_Your goal_:
For each line below that includes the word "CoreError", make a copy.
Listed records START
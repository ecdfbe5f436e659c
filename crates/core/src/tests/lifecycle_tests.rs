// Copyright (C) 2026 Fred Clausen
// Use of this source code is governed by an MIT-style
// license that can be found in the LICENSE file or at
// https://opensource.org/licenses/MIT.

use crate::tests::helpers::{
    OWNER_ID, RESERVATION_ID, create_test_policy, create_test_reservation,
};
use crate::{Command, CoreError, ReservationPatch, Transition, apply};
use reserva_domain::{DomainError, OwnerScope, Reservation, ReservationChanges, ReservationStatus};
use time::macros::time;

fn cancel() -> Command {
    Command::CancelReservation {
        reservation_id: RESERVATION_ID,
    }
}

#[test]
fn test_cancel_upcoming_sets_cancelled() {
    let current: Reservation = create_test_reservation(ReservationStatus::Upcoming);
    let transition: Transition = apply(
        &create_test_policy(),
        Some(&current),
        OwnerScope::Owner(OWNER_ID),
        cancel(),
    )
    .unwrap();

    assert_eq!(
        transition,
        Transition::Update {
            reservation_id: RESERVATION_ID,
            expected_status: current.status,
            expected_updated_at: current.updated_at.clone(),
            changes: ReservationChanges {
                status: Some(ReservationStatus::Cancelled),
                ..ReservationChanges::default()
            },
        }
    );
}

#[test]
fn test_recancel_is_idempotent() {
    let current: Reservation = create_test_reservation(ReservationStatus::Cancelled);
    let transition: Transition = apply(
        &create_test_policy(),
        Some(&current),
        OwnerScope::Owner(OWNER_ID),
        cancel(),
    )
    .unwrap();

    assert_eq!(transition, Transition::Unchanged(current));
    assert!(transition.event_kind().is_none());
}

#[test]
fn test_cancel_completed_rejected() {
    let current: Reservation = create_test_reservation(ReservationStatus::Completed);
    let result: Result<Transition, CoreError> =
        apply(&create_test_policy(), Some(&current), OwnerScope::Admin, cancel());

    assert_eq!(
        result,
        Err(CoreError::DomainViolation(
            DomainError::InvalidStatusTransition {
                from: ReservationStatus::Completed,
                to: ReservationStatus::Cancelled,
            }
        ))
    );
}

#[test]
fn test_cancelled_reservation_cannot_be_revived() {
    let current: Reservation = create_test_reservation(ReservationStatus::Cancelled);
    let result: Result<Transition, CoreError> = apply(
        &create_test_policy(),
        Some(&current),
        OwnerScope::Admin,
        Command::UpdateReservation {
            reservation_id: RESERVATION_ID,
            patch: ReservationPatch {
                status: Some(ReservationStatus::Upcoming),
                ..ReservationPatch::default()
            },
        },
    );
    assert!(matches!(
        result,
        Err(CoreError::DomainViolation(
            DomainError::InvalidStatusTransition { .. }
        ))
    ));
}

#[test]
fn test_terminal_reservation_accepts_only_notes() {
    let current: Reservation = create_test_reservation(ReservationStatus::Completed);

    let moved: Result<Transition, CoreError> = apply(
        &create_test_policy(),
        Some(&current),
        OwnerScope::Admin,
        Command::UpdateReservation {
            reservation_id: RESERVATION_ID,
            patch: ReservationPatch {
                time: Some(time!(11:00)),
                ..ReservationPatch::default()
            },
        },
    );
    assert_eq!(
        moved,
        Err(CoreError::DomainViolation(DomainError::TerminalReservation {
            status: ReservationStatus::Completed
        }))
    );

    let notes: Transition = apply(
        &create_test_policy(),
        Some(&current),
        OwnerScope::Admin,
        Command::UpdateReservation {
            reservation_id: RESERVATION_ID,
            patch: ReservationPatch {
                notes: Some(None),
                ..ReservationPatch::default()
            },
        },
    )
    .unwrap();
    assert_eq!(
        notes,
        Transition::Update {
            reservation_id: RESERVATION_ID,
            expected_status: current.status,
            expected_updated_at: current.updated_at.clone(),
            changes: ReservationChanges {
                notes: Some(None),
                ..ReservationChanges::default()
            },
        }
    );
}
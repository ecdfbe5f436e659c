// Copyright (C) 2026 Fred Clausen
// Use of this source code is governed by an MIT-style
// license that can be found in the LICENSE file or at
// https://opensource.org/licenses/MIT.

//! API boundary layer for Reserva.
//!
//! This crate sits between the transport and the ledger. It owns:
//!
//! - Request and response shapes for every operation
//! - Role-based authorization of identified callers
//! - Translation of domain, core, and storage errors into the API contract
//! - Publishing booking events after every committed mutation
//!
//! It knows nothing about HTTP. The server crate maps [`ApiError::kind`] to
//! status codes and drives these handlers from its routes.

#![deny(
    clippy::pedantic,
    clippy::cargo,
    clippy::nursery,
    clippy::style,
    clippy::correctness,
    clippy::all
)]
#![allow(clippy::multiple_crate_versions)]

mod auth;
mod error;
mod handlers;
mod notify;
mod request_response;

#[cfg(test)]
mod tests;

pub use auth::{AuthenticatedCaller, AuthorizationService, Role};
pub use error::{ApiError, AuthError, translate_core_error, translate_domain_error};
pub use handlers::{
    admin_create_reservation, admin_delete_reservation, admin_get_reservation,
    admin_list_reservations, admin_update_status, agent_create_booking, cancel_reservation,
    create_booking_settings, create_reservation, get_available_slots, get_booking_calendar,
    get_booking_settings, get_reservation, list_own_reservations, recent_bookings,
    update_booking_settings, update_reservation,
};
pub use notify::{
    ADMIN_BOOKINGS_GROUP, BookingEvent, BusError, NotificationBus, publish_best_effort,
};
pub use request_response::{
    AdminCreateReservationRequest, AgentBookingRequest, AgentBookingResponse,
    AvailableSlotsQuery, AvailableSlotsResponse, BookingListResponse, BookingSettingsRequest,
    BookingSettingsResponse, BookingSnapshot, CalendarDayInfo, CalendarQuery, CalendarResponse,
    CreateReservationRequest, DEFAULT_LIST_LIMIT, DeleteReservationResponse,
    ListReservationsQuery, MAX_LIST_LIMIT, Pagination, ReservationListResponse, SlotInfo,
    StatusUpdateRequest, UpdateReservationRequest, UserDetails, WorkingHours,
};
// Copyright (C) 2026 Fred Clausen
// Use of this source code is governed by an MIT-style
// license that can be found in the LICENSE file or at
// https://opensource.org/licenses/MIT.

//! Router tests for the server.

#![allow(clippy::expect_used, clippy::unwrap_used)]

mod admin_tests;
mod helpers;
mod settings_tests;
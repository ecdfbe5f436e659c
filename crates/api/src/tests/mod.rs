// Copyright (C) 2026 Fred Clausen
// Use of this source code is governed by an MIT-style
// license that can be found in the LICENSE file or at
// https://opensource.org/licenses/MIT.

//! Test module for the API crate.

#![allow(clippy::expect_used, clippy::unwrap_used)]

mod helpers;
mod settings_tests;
Listed records END
_Response to this exercise_:
use crate::{Command, CoreError, ReservationPatch, Transition, apply};
    let result: Result<Transition, CoreError> =
        Err(CoreError::DomainViolation(
    let result: Result<Transition, CoreError> = apply(
        Err(CoreError::DomainViolation(
    let moved: Result<Transition, CoreError> = apply(
        Err(CoreError::DomainViolation(DomainError::TerminalReservation {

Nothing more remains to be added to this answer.